AIM OF THE EXERCISE
Please return every line of the records that contains the word "Debug".

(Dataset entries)
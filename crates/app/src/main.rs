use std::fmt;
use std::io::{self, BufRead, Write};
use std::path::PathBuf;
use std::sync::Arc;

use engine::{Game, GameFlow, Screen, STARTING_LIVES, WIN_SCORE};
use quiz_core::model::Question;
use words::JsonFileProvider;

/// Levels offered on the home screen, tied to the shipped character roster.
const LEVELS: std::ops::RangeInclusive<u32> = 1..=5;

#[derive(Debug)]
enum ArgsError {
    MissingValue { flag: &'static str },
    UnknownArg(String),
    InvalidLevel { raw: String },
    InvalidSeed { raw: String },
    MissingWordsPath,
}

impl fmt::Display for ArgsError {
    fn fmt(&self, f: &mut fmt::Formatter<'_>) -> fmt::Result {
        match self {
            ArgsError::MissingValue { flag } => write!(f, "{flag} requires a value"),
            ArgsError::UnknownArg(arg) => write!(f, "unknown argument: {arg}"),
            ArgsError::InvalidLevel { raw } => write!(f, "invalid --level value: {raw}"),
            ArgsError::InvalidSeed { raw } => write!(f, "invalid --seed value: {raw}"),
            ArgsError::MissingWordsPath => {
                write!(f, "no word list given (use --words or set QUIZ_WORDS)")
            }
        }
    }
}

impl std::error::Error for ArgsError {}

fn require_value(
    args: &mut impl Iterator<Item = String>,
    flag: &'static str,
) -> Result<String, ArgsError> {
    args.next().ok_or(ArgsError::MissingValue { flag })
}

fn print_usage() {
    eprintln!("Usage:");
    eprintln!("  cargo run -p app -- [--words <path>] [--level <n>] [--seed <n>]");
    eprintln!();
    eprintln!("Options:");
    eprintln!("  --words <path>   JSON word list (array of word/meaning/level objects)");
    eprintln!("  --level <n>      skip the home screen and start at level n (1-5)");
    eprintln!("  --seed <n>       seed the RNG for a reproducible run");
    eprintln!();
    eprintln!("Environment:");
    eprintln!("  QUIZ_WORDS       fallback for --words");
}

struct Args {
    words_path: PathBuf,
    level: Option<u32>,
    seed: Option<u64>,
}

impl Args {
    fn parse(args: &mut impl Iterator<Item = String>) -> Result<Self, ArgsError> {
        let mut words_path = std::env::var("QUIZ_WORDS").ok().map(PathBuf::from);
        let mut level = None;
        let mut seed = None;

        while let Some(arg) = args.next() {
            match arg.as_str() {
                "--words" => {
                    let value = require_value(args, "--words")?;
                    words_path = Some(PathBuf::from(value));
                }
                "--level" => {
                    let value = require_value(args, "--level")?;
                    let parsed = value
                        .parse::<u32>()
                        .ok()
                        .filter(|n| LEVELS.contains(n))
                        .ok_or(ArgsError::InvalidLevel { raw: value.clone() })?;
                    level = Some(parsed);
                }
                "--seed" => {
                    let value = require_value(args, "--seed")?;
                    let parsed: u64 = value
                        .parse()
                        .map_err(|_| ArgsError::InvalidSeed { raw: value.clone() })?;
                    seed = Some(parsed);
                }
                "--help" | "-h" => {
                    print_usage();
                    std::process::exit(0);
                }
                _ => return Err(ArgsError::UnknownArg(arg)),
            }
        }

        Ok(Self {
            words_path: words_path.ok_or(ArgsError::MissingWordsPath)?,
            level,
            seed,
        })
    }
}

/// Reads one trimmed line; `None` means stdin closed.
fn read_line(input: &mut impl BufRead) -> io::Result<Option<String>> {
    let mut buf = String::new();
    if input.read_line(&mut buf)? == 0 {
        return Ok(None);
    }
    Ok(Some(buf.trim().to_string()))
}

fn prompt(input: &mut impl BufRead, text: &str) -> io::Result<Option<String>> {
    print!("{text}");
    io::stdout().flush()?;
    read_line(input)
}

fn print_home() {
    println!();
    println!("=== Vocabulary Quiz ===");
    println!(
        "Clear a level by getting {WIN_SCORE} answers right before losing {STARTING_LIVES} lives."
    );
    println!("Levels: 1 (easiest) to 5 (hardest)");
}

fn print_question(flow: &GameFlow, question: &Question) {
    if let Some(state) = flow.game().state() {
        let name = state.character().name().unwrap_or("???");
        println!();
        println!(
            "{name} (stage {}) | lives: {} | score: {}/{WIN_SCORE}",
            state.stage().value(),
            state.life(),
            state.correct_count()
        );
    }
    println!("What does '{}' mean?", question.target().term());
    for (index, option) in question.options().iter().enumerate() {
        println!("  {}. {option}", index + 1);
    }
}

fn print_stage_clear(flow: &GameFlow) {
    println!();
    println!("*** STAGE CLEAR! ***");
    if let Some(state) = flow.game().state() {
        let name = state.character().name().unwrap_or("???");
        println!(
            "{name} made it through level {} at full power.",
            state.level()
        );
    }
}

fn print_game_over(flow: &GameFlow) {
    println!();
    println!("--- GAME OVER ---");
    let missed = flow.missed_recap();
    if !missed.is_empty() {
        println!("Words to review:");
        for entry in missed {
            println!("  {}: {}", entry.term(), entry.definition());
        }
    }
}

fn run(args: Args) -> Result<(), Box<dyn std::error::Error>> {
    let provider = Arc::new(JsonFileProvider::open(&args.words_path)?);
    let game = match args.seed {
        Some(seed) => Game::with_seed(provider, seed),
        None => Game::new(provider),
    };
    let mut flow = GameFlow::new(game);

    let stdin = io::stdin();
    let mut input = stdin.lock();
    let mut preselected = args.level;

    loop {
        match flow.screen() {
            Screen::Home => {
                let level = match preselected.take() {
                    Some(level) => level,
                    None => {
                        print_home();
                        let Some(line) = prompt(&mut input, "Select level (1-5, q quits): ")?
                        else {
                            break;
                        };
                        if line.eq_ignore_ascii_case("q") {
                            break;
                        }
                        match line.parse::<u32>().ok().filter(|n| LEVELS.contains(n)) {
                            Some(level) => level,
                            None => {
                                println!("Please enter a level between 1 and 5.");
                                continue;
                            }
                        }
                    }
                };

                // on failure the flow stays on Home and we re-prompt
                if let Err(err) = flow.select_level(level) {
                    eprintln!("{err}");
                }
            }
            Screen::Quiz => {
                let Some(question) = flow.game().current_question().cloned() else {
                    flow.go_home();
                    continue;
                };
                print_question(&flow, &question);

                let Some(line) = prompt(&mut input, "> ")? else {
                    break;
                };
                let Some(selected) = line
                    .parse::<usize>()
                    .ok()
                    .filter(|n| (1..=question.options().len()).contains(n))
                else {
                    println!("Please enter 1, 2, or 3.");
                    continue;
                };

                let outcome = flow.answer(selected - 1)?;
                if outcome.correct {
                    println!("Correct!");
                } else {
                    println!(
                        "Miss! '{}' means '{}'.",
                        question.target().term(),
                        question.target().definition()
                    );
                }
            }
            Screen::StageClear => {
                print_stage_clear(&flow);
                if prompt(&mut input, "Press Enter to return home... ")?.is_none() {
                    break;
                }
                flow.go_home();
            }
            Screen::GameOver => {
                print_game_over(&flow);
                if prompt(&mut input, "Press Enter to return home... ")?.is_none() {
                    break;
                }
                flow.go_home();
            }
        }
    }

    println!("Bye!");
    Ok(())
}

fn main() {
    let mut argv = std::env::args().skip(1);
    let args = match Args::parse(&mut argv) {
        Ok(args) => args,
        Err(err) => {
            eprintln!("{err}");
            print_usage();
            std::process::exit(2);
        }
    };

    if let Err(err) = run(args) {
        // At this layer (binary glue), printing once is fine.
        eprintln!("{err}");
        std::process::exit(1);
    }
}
--
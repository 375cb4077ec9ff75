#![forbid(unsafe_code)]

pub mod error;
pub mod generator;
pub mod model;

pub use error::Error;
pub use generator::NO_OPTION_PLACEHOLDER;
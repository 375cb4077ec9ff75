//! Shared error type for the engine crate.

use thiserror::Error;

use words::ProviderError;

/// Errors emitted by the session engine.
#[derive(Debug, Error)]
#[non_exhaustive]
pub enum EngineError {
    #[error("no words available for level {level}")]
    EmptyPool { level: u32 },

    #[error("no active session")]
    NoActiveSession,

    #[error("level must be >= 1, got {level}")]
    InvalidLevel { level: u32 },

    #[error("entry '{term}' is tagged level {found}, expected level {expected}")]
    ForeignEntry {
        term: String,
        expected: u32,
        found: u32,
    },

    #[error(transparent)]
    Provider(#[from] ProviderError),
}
==
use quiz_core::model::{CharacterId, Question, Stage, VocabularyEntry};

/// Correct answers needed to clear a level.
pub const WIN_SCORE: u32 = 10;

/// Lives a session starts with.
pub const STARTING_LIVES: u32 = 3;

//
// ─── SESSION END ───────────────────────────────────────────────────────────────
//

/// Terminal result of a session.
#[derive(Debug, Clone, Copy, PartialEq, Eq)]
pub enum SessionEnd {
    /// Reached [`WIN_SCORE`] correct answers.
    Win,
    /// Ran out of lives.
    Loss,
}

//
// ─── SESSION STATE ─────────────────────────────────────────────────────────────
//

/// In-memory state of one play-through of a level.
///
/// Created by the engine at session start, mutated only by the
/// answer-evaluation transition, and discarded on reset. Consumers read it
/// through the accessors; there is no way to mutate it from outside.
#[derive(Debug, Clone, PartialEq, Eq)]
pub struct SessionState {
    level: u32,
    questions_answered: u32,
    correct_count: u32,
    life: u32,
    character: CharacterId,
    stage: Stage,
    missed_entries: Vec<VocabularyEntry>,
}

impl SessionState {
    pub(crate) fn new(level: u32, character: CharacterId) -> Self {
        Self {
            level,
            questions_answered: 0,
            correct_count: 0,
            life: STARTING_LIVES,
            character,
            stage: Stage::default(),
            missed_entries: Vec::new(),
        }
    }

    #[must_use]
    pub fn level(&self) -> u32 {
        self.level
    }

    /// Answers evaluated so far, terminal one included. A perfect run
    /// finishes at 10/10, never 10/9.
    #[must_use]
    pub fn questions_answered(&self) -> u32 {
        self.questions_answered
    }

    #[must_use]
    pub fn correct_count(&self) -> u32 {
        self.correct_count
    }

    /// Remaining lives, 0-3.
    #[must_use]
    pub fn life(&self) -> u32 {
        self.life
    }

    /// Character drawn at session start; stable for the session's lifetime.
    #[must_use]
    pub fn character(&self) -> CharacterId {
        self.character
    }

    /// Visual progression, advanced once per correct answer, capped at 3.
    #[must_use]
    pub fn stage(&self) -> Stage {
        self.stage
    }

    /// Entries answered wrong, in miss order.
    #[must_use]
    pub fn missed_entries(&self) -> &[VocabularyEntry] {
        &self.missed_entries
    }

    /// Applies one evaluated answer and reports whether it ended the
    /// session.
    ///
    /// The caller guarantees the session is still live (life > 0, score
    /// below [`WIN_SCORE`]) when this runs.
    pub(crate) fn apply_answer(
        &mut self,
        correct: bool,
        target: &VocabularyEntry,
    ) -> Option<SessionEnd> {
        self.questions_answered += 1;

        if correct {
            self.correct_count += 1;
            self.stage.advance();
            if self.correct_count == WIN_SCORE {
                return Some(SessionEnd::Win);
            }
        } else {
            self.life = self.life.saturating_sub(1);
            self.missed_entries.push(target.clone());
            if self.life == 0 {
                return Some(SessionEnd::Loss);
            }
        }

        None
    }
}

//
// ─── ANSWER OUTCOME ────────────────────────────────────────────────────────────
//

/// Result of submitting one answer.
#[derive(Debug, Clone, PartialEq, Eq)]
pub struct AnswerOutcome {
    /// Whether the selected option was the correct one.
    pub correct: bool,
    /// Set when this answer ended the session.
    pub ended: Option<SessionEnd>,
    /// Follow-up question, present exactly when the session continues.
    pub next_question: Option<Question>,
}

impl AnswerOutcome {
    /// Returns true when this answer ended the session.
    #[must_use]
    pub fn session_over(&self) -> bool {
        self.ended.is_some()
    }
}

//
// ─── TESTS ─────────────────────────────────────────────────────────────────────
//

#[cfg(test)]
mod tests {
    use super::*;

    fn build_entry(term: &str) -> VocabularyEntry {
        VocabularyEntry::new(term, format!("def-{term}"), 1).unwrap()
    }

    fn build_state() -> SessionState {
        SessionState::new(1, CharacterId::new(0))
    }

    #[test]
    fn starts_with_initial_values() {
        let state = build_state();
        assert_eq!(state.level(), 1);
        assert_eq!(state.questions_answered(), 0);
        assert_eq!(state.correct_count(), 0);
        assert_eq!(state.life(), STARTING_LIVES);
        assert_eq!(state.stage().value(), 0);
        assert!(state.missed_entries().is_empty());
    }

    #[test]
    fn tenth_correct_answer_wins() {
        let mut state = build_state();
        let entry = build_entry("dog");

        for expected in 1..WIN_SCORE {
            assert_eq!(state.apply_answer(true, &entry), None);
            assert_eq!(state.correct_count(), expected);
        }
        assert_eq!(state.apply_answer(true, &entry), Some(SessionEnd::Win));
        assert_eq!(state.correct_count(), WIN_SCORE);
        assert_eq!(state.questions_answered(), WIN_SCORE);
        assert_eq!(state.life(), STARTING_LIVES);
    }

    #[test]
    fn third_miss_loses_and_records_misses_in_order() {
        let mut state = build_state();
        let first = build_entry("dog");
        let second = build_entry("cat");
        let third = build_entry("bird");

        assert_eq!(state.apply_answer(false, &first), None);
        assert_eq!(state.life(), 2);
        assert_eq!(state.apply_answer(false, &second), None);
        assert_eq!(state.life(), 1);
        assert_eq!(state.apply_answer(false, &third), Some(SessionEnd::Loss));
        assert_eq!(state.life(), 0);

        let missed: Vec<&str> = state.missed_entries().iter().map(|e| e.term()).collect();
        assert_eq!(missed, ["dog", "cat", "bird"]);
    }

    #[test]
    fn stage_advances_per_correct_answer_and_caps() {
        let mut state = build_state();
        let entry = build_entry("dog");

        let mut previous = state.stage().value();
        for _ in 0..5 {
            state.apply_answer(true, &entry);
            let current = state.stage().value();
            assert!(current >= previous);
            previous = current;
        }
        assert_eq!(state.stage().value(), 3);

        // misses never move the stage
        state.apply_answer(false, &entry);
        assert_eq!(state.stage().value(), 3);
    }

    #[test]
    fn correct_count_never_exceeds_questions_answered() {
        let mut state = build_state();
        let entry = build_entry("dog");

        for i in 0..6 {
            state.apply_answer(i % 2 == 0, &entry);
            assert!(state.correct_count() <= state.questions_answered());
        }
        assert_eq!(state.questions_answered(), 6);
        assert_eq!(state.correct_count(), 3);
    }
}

RESPONSE
#[derive(Debug)]
#[derive(Debug, Error)]
#[derive(Debug, Clone, Copy, PartialEq, Eq)]
#[derive(Debug, Clone, PartialEq, Eq)]
#[derive(Debug, Clone, PartialEq, Eq)]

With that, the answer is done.